Exercise objective — Search the entries below for "true" and copy each matching line.

[Stored data entries]
[Start of section]

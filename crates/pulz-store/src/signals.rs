use pulz_types::{Signal, SignalStatus};
use rusqlite::{params, OptionalExtension};

use crate::connection::{Store, StoreError};

impl Store {
    /// Inserts a signal if `id` is not already present. Returns `true` if a new
    /// row was written, `false` if the signal already existed (a no-op, per the
    /// "insert at most once" invariant).
    pub async fn insert_signal_if_absent(&self, signal: Signal) -> Result<bool, StoreError> {
        self.write(move |conn| {
            let exists: Option<i64> = conn
                .query_row("SELECT 1 FROM signals WHERE id = ?1", params![signal.id], |row| {
                    row.get(0)
                })
                .optional()?;
            if exists.is_some() {
                return Ok(false);
            }

            conn.execute(
                "INSERT INTO signals
                    (id, source, url, title, body_excerpt, author, created_at, raw,
                     contact_hint, scored, proposal_id, status, inserted_at)
                 VALUES (?1, ?2, ?3, ?4, ?5, ?6, ?7, ?8, ?9, ?10, ?11, ?12, ?13)",
                params![
                    signal.id,
                    signal.source,
                    signal.url,
                    signal.title,
                    signal.body_excerpt,
                    signal.author,
                    signal.created_at,
                    serde_json::to_string(&signal.raw)?,
                    signal.contact_hint,
                    signal.scored.as_ref().map(serde_json::to_string).transpose()?,
                    signal.proposal_id,
                    status_str(signal.status),
                    signal.inserted_at,
                ],
            )?;
            Ok(true)
        })
        .await
    }

    pub async fn signal_exists(&self, id: String) -> Result<bool, StoreError> {
        self.read(move |conn| {
            let exists: Option<i64> = conn
                .query_row("SELECT 1 FROM signals WHERE id = ?1", params![id], |row| row.get(0))
                .optional()?;
            Ok(exists.is_some())
        })
        .await
    }

    pub async fn attach_proposal_to_signal(
        &self,
        signal_id: String,
        proposal_id: String,
    ) -> Result<(), StoreError> {
        self.write(move |conn| {
            conn.execute(
                "UPDATE signals SET proposal_id = ?1 WHERE id = ?2",
                params![proposal_id, signal_id],
            )?;
            Ok(())
        })
        .await
    }

    pub async fn count_signals_by_source(&self, source: String) -> Result<u64, StoreError> {
        self.read(move |conn| {
            let n: i64 = conn.query_row(
                "SELECT count(*) FROM signals WHERE source = ?1",
                params![source],
                |row| row.get(0),
            )?;
            Ok(n as u64)
        })
        .await
    }

    pub async fn count_signals(&self) -> Result<u64, StoreError> {
        self.read(|conn| {
            let n: i64 = conn.query_row("SELECT count(*) FROM signals", [], |row| row.get(0))?;
            Ok(n as u64)
        })
        .await
    }

    /// Every distinct `source` value ever recorded, for `/telemetry/summary`'s
    /// per-source ROI breakdown (`spec` §4.8).
    pub async fn distinct_sources(&self) -> Result<Vec<String>, StoreError> {
        self.read(|conn| {
            let mut stmt = conn.prepare("SELECT DISTINCT source FROM signals ORDER BY source")?;
            let rows = stmt
                .query_map([], |row| row.get(0))?
                .collect::<Result<Vec<_>, _>>()?;
            Ok(rows)
        })
        .await
    }
}

fn status_str(status: SignalStatus) -> &'static str {
    match status {
        SignalStatus::Queued => "queued",
        SignalStatus::Ignore => "ignore",
        SignalStatus::NeedsClarification => "needs_clarification",
    }
}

[End of section]

Task result —
    /// Inserts a signal if `id` is not already present. Returns `true` if a new
            Ok(true)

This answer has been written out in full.